Meaning that, the Kobi’s partner’s offers are hidden inside a second navigation level. (button Partner brands). Then the user has now to tap filters, then to select the type of offers they want to sort out.
This hidden core feature can be a bit tricky to find and blocking for some users.

First iteration

In my first iteration, I chose to create a 4th navigation item : Our partners that leads to the current Partner brands page but on the l-0 level. Moreover, my goal was to make the 3 types of offers accessible from the homepage so that it’s not hidden inside filters anymore.
To do this, I separated the current buttons on the homepage under 3 distinct titles : How to stack-up, Your company pays your sport and Promotions. Under the first title are displayed buttons working as shortcuts to sort out the offers according to the current filters.

ex: I tap Buy a gift card button and I’m redirected to the offers section with the gift cards offers filter turned on.

But according to me, two issues remain :

  • actions descriptions are still inside the buttons that make them very talkative and uselessly distracting to the user.
  • Receipt scan opens the camera and is not working as a shortcut to filters as the two other buttons of the first section do. If the user wants to sort out the receipt scan offers, they need to manually go the the parnters screen and tick on the right filter. Meaning that, for the same kind of action (sorting out offers), we have two different level of naviagtion.

Second iteration

Second iteration design

For my second iteration, I went back to the three itemed navbar and I split the offers’ sorting buttons in two :

  • Stack-up often dedicated to the receipt scan, which provides the biggest amount of offers. With one main button Receipt scan which opens the camera as it currently is on the app, and a second button Look the offers which lead to a second level of naviagtion (l-1) to the partner brands list.
  • “Stack-up more !” for the two other types of offer : gift cards and online shopping. In both cases, the button lead to a second level of navigation to the partner brands list.

The description of actions got removed from the buttons to lower the cognitive load inside each one. Instead, I described each category below the section title.

On the next user flow’s screen I kept the partner brand list and removed the current filter sorting feature to make the three stack-up methods more accessible. We now have 3 tabs, one for each type of offer.

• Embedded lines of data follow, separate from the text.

/// An RGBA color with `f32` components in the `0.0..=1.0` range.
///
/// The struct is `#[repr(C)]` and implements `bytemuck::Pod`, so it can be
/// written directly into GPU vertex buffers.
#[repr(C)]
#[derive(Debug, Clone, Copy, PartialEq, bytemuck::Pod, bytemuck::Zeroable)]
pub struct Color {
    pub r: f32,
    pub g: f32,
    pub b: f32,
    pub a: f32,
}

impl Color {
    pub const WHITE: Color = Color::rgb(1.0, 1.0, 1.0);
    pub const BLACK: Color = Color::rgb(0.0, 0.0, 0.0);
    pub const RED: Color = Color::rgb(1.0, 0.0, 0.0);
    pub const GREEN: Color = Color::rgb(0.0, 1.0, 0.0);
    pub const BLUE: Color = Color::rgb(0.0, 0.0, 1.0);
    pub const TRANSPARENT: Color = Color::rgba(0.0, 0.0, 0.0, 0.0);

    /// Create a color from RGB components with full opacity (alpha = 1.0).
    pub const fn rgb(r: f32, g: f32, b: f32) -> Self {
        Self { r, g, b, a: 1.0 }
    }

    /// Create a color from RGBA components.
    pub const fn rgba(r: f32, g: f32, b: f32, a: f32) -> Self {
        Self { r, g, b, a }
    }

    /// Create a color from 8-bit RGBA values (0–255 mapped to 0.0–1.0).
    pub fn from_rgba_u8(r: u8, g: u8, b: u8, a: u8) -> Self {
        Self {
            r: r as f32 / 255.0,
            g: g as f32 / 255.0,
            b: b as f32 / 255.0,
            a: a as f32 / 255.0,
        }
    }

    /// Create a color from a 24-bit RGB hex value (e.g. `0xFF8800`).
    pub fn from_hex(hex: u32) -> Self {
        let r = ((hex >> 16) & 0xFF) as u8;
        let g = ((hex >> 8) & 0xFF) as u8;
        let b = (hex & 0xFF) as u8;
        Self::from_rgba_u8(r, g, b, 255)
    }

    /// Convert to the equivalent `wgpu::Color` (f64 components).
    pub fn to_wgpu(self) -> wgpu::Color {
        wgpu::Color {
            r: self.r as f64,
            g: self.g as f64,
            b: self.b as f64,
            a: self.a as f64,
        }
    }

    /// Convert to an `[r, g, b, a]` array.
    pub fn to_array(self) -> [f32; 4] {
        [self.r, self.g, self.b, self.a]
    }
}

impl Default for Color {
    fn default() -> Self {
        Self::WHITE
    }
}

impl From<[f32; 4]> for Color {
    fn from(arr: [f32; 4]) -> Self {
        Self {
            r: arr[0],
            g: arr[1],
            b: arr[2],
            a: arr[3],
        }
    }
}

impl From<[f32; 3]> for Color {
    fn from(arr: [f32; 3]) -> Self {
        Self {
            r: arr[0],
            g: arr[1],
            b: arr[2],
            a: 1.0,
        }
    }
}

We could still consider introducing a filter feature again to the app to sort out offers based on relevant criterias (type of store, percentage rate saved, promotions, physical proximity to the location for instance…)

My last concern while reviewing Kobi, was to make the gift card feature more clear. To do that, I decided to explain it inside a tutorial that would be displayed according to overlay rules (on the first app launch / on the first tap upon Buy a gift card). Then, the tappable View more under the CtA would display the tutorial on demand.
This 4 steps tutorial explains how instant the cash back is, how big the cashback rates are with this type of offer compared to the two others. Also, how simple it is to use a gift card in one of the many partner stores.